This ridiculous element in her is connected with the same national prejudice which holds France to be the center point of the world, and leads Frenchmen to neglect geography and languages. The ordinary French townsman is really deliciously stupid in spite of all his natural cleverness, for he understands nothing but himself. His pole, his axis, his center, his all is Paris—or even less—Parisian manners, the taste of the day, fashion. Thanks to this organized fetishism, we have millions of copies of one single original pattern; a whole people moving together like bobbins in the same machine, or the legs of a single corps d’armée. The result is wonderful but wearisome; wonderful in point of material strength, wearisome psychologically. A hundred thousand sheep are not more instructive than one sheep, but they furnish a hundred thousand times more wool, meat, and manure. This is all, you may say, that the shepherd—that is, the master—requires. Very well, but one can only maintain breeding-farms or monarchies on these principles. For a republic you must have men: it cannot get on without individualities.
Noon.—An exquisite effect. A great herd of cattle are running across the meadows under my window, which is just illuminated by a furtive ray of sunshine. The picture has a ghostly suddenness and brilliancy; it pierces the mists which close upon it, like the slide of a magic lantern.

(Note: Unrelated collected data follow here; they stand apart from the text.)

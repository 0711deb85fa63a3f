use bazaar_core::config::AgentConfig;

use crate::tools::ToolCall;

#[derive(Clone, Debug, PartialEq, Eq)]
pub enum GuardrailDecision {
    Allow,
    Deny { reason_code: &'static str, user_message: String },
}

/// Which backend-requested tools may run at all.
#[derive(Clone, Debug, PartialEq, Eq)]
pub struct GuardrailPolicy {
    pub allow_gacha_tool: bool,
    pub allow_navigation: bool,
}

impl Default for GuardrailPolicy {
    fn default() -> Self {
        Self { allow_gacha_tool: true, allow_navigation: true }
    }
}

impl From<&AgentConfig> for GuardrailPolicy {
    fn from(config: &AgentConfig) -> Self {
        Self {
            allow_gacha_tool: config.allow_gacha_tool,
            allow_navigation: config.allow_navigation,
        }
    }
}

impl GuardrailPolicy {
    pub fn evaluate(&self, call: &ToolCall) -> GuardrailDecision {
        match call {
            ToolCall::DrawGacha if !self.allow_gacha_tool => GuardrailDecision::Deny {
                reason_code: "gacha_tool_disabled",
                user_message: "チャットからガチャを引くことはできません。ガチャページから引いてください。"
                    .to_string(),
            },
            ToolCall::NavigateToPage { .. } | ToolCall::StartListing { .. }
                if !self.allow_navigation =>
            {
                GuardrailDecision::Deny {
                    reason_code: "navigation_disabled",
                    user_message: "チャットからのページ移動は現在できません。メニューから移動してください。"
                        .to_string(),
                }
            }
            ToolCall::StartListing { price: Some(price), .. } if *price <= 0 => {
                GuardrailDecision::Deny {
                    reason_code: "listing_price_not_positive",
                    user_message: "出品価格は1円以上で指定してください。".to_string(),
                }
            }
            _ => GuardrailDecision::Allow,
        }
    }
}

What a pity I must leave this place now that everything is so bright!
The calm sea says more to the thoughtful soul than the same sea in storm and tumult. But we need the understanding of eternal things and the sentiment of the infinite to be able to feel this. The divine state par excellence is that of silence and repose, because all speech and all action are in themselves limited and fugitive. Napoleon with his arms crossed over his breast is more expressive than the furious Hercules beating the air with his athlete’s fists. People of passionate temperament never understand this. They are only sensitive to the energy of succession; they know nothing of the energy of condensation. They can only be impressed by acts and effects, by noise and effort. They have no instinct of contemplation, no sense of the pure cause, the fixed source of all movement, the principle of all effects, the center of all light, which does not need to spend itself in order to be sure of its own wealth, nor to throw itself into violent motion to be certain of its own power. The art of passion is sure to please, but it is not the highest art; it is true, indeed, that under the rule of democracy, the serener and calmer forms of art become more and more difficult; the turbulent herd no longer knows the gods.

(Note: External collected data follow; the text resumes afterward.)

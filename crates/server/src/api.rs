//! JSON API for the marketplace companion.
//!
//! - `POST /api/v1/chat`        - one chat exchange with the user's persona
//! - `POST /api/v1/recommend`   - seed-item, keyword or purchase-history recommendations
//! - `POST /api/v1/llm/context` - persona-voiced guidance for the page just opened

use std::sync::Arc;

use axum::{
    extract::State,
    http::StatusCode,
    response::{IntoResponse, Response},
    routing::post,
    Json, Router,
};
use bazaar_agent::{
    AgentError, AgentRuntime, ConverseReply, GuidanceReply, GuidanceRequest, PageContext,
    RecommendMode, RecommendReply,
};
use bazaar_core::domain::item::ItemId;
use bazaar_core::domain::user::UserId;
use bazaar_core::errors::{ApplicationError, DomainError, InterfaceError};
use serde::{Deserialize, Serialize};
use serde_json::Value;
use tracing::{info, warn};
use uuid::Uuid;

#[derive(Clone)]
pub struct ApiState {
    runtime: Arc<AgentRuntime>,
}

#[derive(Debug, Deserialize)]
pub struct ChatRequest {
    pub user_id: i64,
    pub message: String,
    #[serde(default)]
    pub page_context: Option<PageContext>,
}

#[derive(Debug, Deserialize)]
pub struct RecommendRequest {
    pub user_id: i64,
    pub mode: String,
    #[serde(default)]
    pub criterion: Value,
    #[serde(default)]
    pub limit: Option<usize>,
}

#[derive(Debug, Deserialize)]
pub struct GuidanceBody {
    #[serde(default)]
    pub uid: Option<i64>,
    pub path: String,
    #[serde(default)]
    pub query: Option<String>,
    #[serde(default)]
    pub page_context: Option<PageContext>,
}

#[derive(Debug, Serialize)]
pub struct ErrorBody {
    pub error: &'static str,
    pub message: &'static str,
    pub detail: String,
    pub correlation_id: String,
}

/// Interface error rendered as a JSON response.
#[derive(Debug)]
pub struct ApiError(InterfaceError);

impl ApiError {
    fn new(error: impl Into<ApplicationError>, correlation_id: &str) -> Self {
        Self(error.into().into_interface(correlation_id))
    }

    fn bad_request(message: impl Into<String>, correlation_id: &str) -> Self {
        Self::new(DomainError::InvalidInput(message.into()), correlation_id)
    }
}

impl IntoResponse for ApiError {
    fn into_response(self) -> Response {
        let status = match &self.0 {
            InterfaceError::BadRequest { .. } => StatusCode::BAD_REQUEST,
            InterfaceError::ServiceUnavailable { .. } => StatusCode::SERVICE_UNAVAILABLE,
            InterfaceError::Internal { .. } => StatusCode::INTERNAL_SERVER_ERROR,
        };
        warn!(
            event_name = "api.request.failed",
            correlation_id = %self.0.correlation_id(),
            status = status.as_u16(),
            error = %self.0,
            "request failed"
        );
        let body = ErrorBody {
            error: self.0.code(),
            message: self.0.user_message(),
            detail: self.0.to_string(),
            correlation_id: self.0.correlation_id().to_string(),
        };
        (status, Json(body)).into_response()
    }
}

pub fn router(runtime: Arc<AgentRuntime>) -> Router {
    Router::new()
        .route("/api/v1/chat", post(chat))
        .route("/api/v1/recommend", post(recommend))
        .route("/api/v1/llm/context", post(page_guidance))
        .with_state(ApiState { runtime })
}

async fn chat(
    State(state): State<ApiState>,
    Json(request): Json<ChatRequest>,
) -> Result<Json<ConverseReply>, ApiError> {
    let correlation_id = Uuid::new_v4().to_string();
    info!(
        event_name = "api.chat.received",
        correlation_id = %correlation_id,
        user_id = request.user_id,
        "chat request received"
    );

    let reply = state
        .runtime
        .converse(UserId(request.user_id), &request.message, request.page_context.as_ref())
        .await
        .map_err(|error: AgentError| ApiError::new(error, &correlation_id))?;
    Ok(Json(reply))
}

async fn recommend(
    State(state): State<ApiState>,
    Json(request): Json<RecommendRequest>,
) -> Result<Json<RecommendReply>, ApiError> {
    let correlation_id = Uuid::new_v4().to_string();
    let mode = parse_mode(&request.mode, &request.criterion)
        .map_err(|message| ApiError::bad_request(message, &correlation_id))?;
    info!(
        event_name = "api.recommend.received",
        correlation_id = %correlation_id,
        user_id = request.user_id,
        mode = %request.mode,
        "recommend request received"
    );

    let reply = state
        .runtime
        .recommend(UserId(request.user_id), mode, request.limit)
        .await
        .map_err(|error| ApiError::new(error, &correlation_id))?;
    Ok(Json(reply))
}

async fn page_guidance(
    State(state): State<ApiState>,
    Json(body): Json<GuidanceBody>,
) -> Result<Json<GuidanceReply>, ApiError> {
    let correlation_id = Uuid::new_v4().to_string();
    info!(
        event_name = "api.guidance.received",
        correlation_id = %correlation_id,
        path = %body.path,
        "page guidance requested"
    );

    let reply = state
        .runtime
        .page_guidance(GuidanceRequest {
            user_id: body.uid.map(UserId),
            path: body.path,
            query: body.query,
            page_context: body.page_context,
        })
        .await
        .map_err(|error| ApiError::new(error, &correlation_id))?;
    Ok(Json(reply))
}

fn parse_mode(mode: &str, criterion: &Value) -> Result<RecommendMode, String> {
    match mode {
        "seed_item" => {
            let seed = match criterion {
                Value::Number(number) => number.as_i64(),
                Value::String(text) => text.trim().parse().ok(),
                _ => None,
            };
            seed.map(|id| RecommendMode::SeedItem(ItemId(id)))
                .ok_or_else(|| "seed_item mode needs a numeric item id as criterion".to_string())
        }
        "keyword" => match criterion.as_str().map(str::trim) {
            Some(keyword) if !keyword.is_empty() => Ok(RecommendMode::Keyword(keyword.to_string())),
            _ => Err("keyword mode needs a non-empty criterion".to_string()),
        },
        "history" => Ok(RecommendMode::History),
        other => Err(format!("unknown mode `{other}`; expected seed_item, keyword or history")),
    }
}

#[cfg(test)]
mod tests {
    use std::sync::Arc;

    use axum::{
        body::{to_bytes, Body},
        http::{Request, StatusCode},
        Router,
    };
    use bazaar_agent::llm::{DisabledBackend, LlmBackend, ScriptedBackend};
    use bazaar_agent::{AgentRuntime, AgentSettings};
    use bazaar_core::domain::item::{CatalogItem, ItemId, ItemStatus};
    use bazaar_core::domain::persona::PersonaProfile;
    use bazaar_core::domain::user::{UserAccount, UserId};
    use bazaar_db::{
        ConversationRepository, InMemoryMarketplace, ItemRepository, PersonaRepository,
        RepositorySet, UserRepository,
    };
    use chrono::Utc;
    use serde_json::{json, Value};
    use tower::ServiceExt;

    use super::{parse_mode, router};
    use bazaar_agent::RecommendMode;

    async fn app(backend: Arc<dyn LlmBackend>) -> (Arc<InMemoryMarketplace>, Router) {
        let store = Arc::new(InMemoryMarketplace::default());
        UserRepository::save(&*store, UserAccount::new(UserId(1), "hana", 300))
            .await
            .expect("save user");
        PersonaRepository::save(&*store, PersonaProfile::builtin_fallback())
            .await
            .expect("save persona");
        for (id, name) in [(1, "Nike Air Max"), (2, "Nike Air Force"), (3, "Wool Scarf")] {
            let item = CatalogItem {
                id: ItemId(id),
                seller_id: None,
                name: name.to_string(),
                description: String::new(),
                price: 5000,
                category: None,
                condition: None,
                status: ItemStatus::OnSale,
                created_at: Utc::now(),
            };
            ItemRepository::save(&*store, item).await.expect("save item");
        }

        let runtime = AgentRuntime::new(
            RepositorySet::in_memory(store.clone()),
            backend,
            AgentSettings::default(),
        );
        (store, router(Arc::new(runtime)))
    }

    async fn post(router: Router, uri: &str, body: Value) -> (StatusCode, Value) {
        let request = Request::post(uri)
            .header("content-type", "application/json")
            .body(Body::from(body.to_string()))
            .expect("request");
        let response = router.oneshot(request).await.expect("response");
        let status = response.status();
        let bytes = to_bytes(response.into_body(), usize::MAX).await.expect("body");
        (status, serde_json::from_slice(&bytes).expect("json body"))
    }

    #[tokio::test]
    async fn chat_returns_reply_and_persona() {
        let (store, router) = app(Arc::new(ScriptedBackend::replies(&["いらっしゃいませ"]))).await;

        let (status, body) =
            post(router, "/api/v1/chat", json!({"user_id": 1, "message": "こんにちは"})).await;

        assert_eq!(status, StatusCode::OK);
        assert_eq!(body["reply"], "いらっしゃいませ");
        assert_eq!(body["persona"]["name"], PersonaProfile::builtin_fallback().name);
        assert_eq!(body["termination"]["state"], "final_text");
        assert_eq!(store.history(UserId(1)).await.expect("history").len(), 2);
    }

    #[tokio::test]
    async fn blank_chat_message_is_a_bad_request() {
        let (_, router) = app(Arc::new(DisabledBackend)).await;

        let (status, body) =
            post(router, "/api/v1/chat", json!({"user_id": 1, "message": "  "})).await;

        assert_eq!(status, StatusCode::BAD_REQUEST);
        assert_eq!(body["error"], "bad_request");
        assert!(!body["correlation_id"].as_str().unwrap_or_default().is_empty());
    }

    #[tokio::test]
    async fn recommend_seed_item_excludes_seed() {
        let (_, router) = app(Arc::new(DisabledBackend)).await;

        let (status, body) = post(
            router,
            "/api/v1/recommend",
            json!({"user_id": 1, "mode": "seed_item", "criterion": "1", "limit": 1}),
        )
        .await;

        assert_eq!(status, StatusCode::OK);
        assert_eq!(body["can_recommend"], true);
        assert_eq!(body["candidates"][0]["item_id"], 2);
    }

    #[tokio::test]
    async fn recommend_rejects_unknown_mode() {
        let (_, router) = app(Arc::new(DisabledBackend)).await;

        let (status, body) = post(
            router,
            "/api/v1/recommend",
            json!({"user_id": 1, "mode": "popular", "criterion": "x"}),
        )
        .await;

        assert_eq!(status, StatusCode::BAD_REQUEST);
        assert!(body["detail"].as_str().unwrap_or_default().contains("popular"));
    }

    #[tokio::test]
    async fn guidance_falls_back_when_backend_is_disabled() {
        let (_, router) = app(Arc::new(DisabledBackend)).await;

        let (status, body) =
            post(router, "/api/v1/llm/context", json!({"uid": 1, "path": "/gacha"})).await;

        assert_eq!(status, StatusCode::OK);
        assert_eq!(body["fallback"], true);
        assert_eq!(body["message"], "ガチャで新しいキャラクターをゲットしましょう！");
    }

    #[test]
    fn mode_parsing_accepts_numbers_and_strings() {
        assert_eq!(parse_mode("seed_item", &json!(7)), Ok(RecommendMode::SeedItem(ItemId(7))));
        assert_eq!(
            parse_mode("keyword", &json!(" bag ")),
            Ok(RecommendMode::Keyword("bag".to_string()))
        );
        assert!(parse_mode("keyword", &json!("")).is_err());
        assert!(parse_mode("seed_item", &json!("abc")).is_err());
        assert_eq!(parse_mode("history", &Value::Null), Ok(RecommendMode::History));
    }
}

Minds accustomed to analysis never allow objections more than a half-value, because they appreciate the variable and relative elements which enter in.
A well-governed mind learns in time to find pleasure in nothing but the true and the just.

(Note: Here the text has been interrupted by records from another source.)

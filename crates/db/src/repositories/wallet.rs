use chrono::Utc;
use sqlx::Row;

use bazaar_core::domain::persona::{duplicate_fragment_reward, PersonaProfile};
use bazaar_core::domain::user::{DeductOutcome, DrawOutcome, GrantReceipt, UserId, WalletBalance};

use super::{decode_error, format_timestamp, RepositoryError, WalletRepository};
use crate::DbPool;

pub struct SqlWalletRepository {
    pool: DbPool,
}

impl SqlWalletRepository {
    pub fn new(pool: DbPool) -> Self {
        Self { pool }
    }

    async fn current_points(&self, user_id: UserId) -> Result<Option<i64>, RepositoryError> {
        let points: Option<i64> =
            sqlx::query_scalar("SELECT gacha_points FROM users WHERE id = ?")
                .bind(user_id.0)
                .fetch_optional(&self.pool)
                .await?;
        Ok(points)
    }
}

fn fragment_reward(persona: &PersonaProfile) -> Result<i64, RepositoryError> {
    duplicate_fragment_reward(persona.rarity)
        .map_err(|error| RepositoryError::Constraint(error.to_string()))
}

/// Inserts the persona or bumps its stack; `None` when the user row is absent.
async fn grant_on(
    conn: &mut sqlx::SqliteConnection,
    user_id: UserId,
    persona: &PersonaProfile,
    reward: i64,
) -> Result<Option<GrantReceipt>, RepositoryError> {
    let stack_count: Option<i64> = sqlx::query_scalar(
        "INSERT INTO user_personas (user_id, persona_id, stack_count, level, obtained_at)
         SELECT ?1, ?2, 1, 1, ?3 WHERE EXISTS (SELECT 1 FROM users WHERE id = ?1)
         ON CONFLICT(user_id, persona_id) DO UPDATE SET stack_count = stack_count + 1
         RETURNING stack_count",
    )
    .bind(user_id.0)
    .bind(persona.id.0)
    .bind(format_timestamp(Utc::now()))
    .fetch_optional(&mut *conn)
    .await?;

    let Some(stack_count) = stack_count else {
        return Ok(None);
    };
    let is_new = stack_count == 1;
    let fragments_earned = if is_new { 0 } else { reward };

    if fragments_earned > 0 {
        sqlx::query("UPDATE users SET memory_fragments = memory_fragments + ? WHERE id = ?")
            .bind(fragments_earned)
            .bind(user_id.0)
            .execute(&mut *conn)
            .await?;
    }

    Ok(Some(GrantReceipt {
        persona_id: persona.id,
        is_new,
        stack_count: u32::try_from(stack_count).map_err(decode_error)?,
        fragments_earned,
    }))
}

#[async_trait::async_trait]
impl WalletRepository for SqlWalletRepository {
    async fn balance(&self, user_id: UserId) -> Result<Option<WalletBalance>, RepositoryError> {
        let row = sqlx::query("SELECT gacha_points, memory_fragments FROM users WHERE id = ?")
            .bind(user_id.0)
            .fetch_optional(&self.pool)
            .await?;

        let Some(row) = row else {
            return Ok(None);
        };
        Ok(Some(WalletBalance {
            gacha_points: row.try_get("gacha_points").map_err(decode_error)?,
            memory_fragments: row.try_get("memory_fragments").map_err(decode_error)?,
        }))
    }

    async fn deduct(&self, user_id: UserId, amount: i64) -> Result<DeductOutcome, RepositoryError> {
        let remaining: Option<i64> = sqlx::query_scalar(
            "UPDATE users SET gacha_points = gacha_points - ?1
             WHERE id = ?2 AND gacha_points >= ?1
             RETURNING gacha_points",
        )
        .bind(amount)
        .bind(user_id.0)
        .fetch_optional(&self.pool)
        .await?;

        if let Some(remaining) = remaining {
            return Ok(DeductOutcome::Deducted { remaining });
        }
        Ok(match self.current_points(user_id).await? {
            Some(balance) => DeductOutcome::InsufficientBalance { required: amount, balance },
            None => DeductOutcome::UserNotFound,
        })
    }

    async fn grant_persona(
        &self,
        user_id: UserId,
        persona: &PersonaProfile,
    ) -> Result<Option<GrantReceipt>, RepositoryError> {
        let reward = fragment_reward(persona)?;
        let mut tx = self.pool.begin().await?;
        let receipt = grant_on(&mut tx, user_id, persona, reward).await?;
        tx.commit().await?;
        Ok(receipt)
    }

    async fn draw_persona(
        &self,
        user_id: UserId,
        cost: i64,
        persona: &PersonaProfile,
    ) -> Result<DrawOutcome, RepositoryError> {
        let reward = fragment_reward(persona)?;
        let mut tx = self.pool.begin().await?;

        let remaining: Option<i64> = sqlx::query_scalar(
            "UPDATE users SET gacha_points = gacha_points - ?1
             WHERE id = ?2 AND gacha_points >= ?1
             RETURNING gacha_points",
        )
        .bind(cost)
        .bind(user_id.0)
        .fetch_optional(&mut *tx)
        .await?;

        let Some(remaining_points) = remaining else {
            tx.rollback().await?;
            return Ok(match self.current_points(user_id).await? {
                Some(balance) => DrawOutcome::InsufficientBalance { required: cost, balance },
                None => DrawOutcome::UserNotFound,
            });
        };

        let Some(receipt) = grant_on(&mut tx, user_id, persona, reward).await? else {
            tx.rollback().await?;
            return Ok(DrawOutcome::UserNotFound);
        };

        tx.commit().await?;
        Ok(DrawOutcome::Drawn { receipt, remaining_points })
    }
}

January 10, 1868. (Eleven P. M.).—We have had a philosophical meeting at the house of Edouard Claparède. [Footnote: Edouard Claparède, a Genevese naturalist, born 1832, died 1871.] The question on the order of the day was the nature of sensation. Claparède pronounced for the absolute subjectivity of all experience—in other words, for pure idealism—which is amusing, from a naturalist. According to him the ego alone exists, and the universe is but a projection of the ego, a phantasmagoria which we ourselves create without suspecting it, believing all the time that we are lookers-on. It is our noümenon which objectifies itself as phenomenon. The ego, according to him, is a radiating force which, modified without knowing what it is that modifies it, imagines it, by virtue of the principle of causality—that is to say, produces the great illusion of the objective world in order so to explain itself. Our waking life, therefore, is but a more connected dream. The self is an unknown which gives birth to an infinite number of unknowns, by a fatality of its nature. Science is summed up in the consciousness that nothing exists but consciousness. In other words, the intelligent issues from the unintelligible in order to return to it, or rather the ego explains itself by the hypothesis of the non-ego, while in reality it is but a dream, dreaming itself. We might say with Scarron:
“Et je vis l’ombre d’un esprit Qui traçait l’ombre d’um système Avec l’ombre de l’ombre même.”
This abolition of nature by natural science is logical, and it was, in fact, Schelling’s starting-point. From the standpoint of physiology, nature is but a necessary illusion, a constitutional hallucination. We only escape from this bewitchment by the moral activity of the ego, which feels itself a cause and a free cause, and which by its responsibility breaks the spell and issues from the enchanted circle of Maïa.
Maïa! Is she indeed the true goddess? Hindoo wisdom long ago regarded the world as the dream of Brahma. Must we hold with Fichte that it is the individual dream of each individual ego? Every fool would then be a cosmogonic poet producing the firework of the universe under the dome of the infinite. But why then give ourselves such gratuitous trouble to learn? In our dreams, at least, nightmare excepted, we endow ourselves with complete ubiquity, liberty and omniscience. Are we then less ingenious and inventive awake than asleep?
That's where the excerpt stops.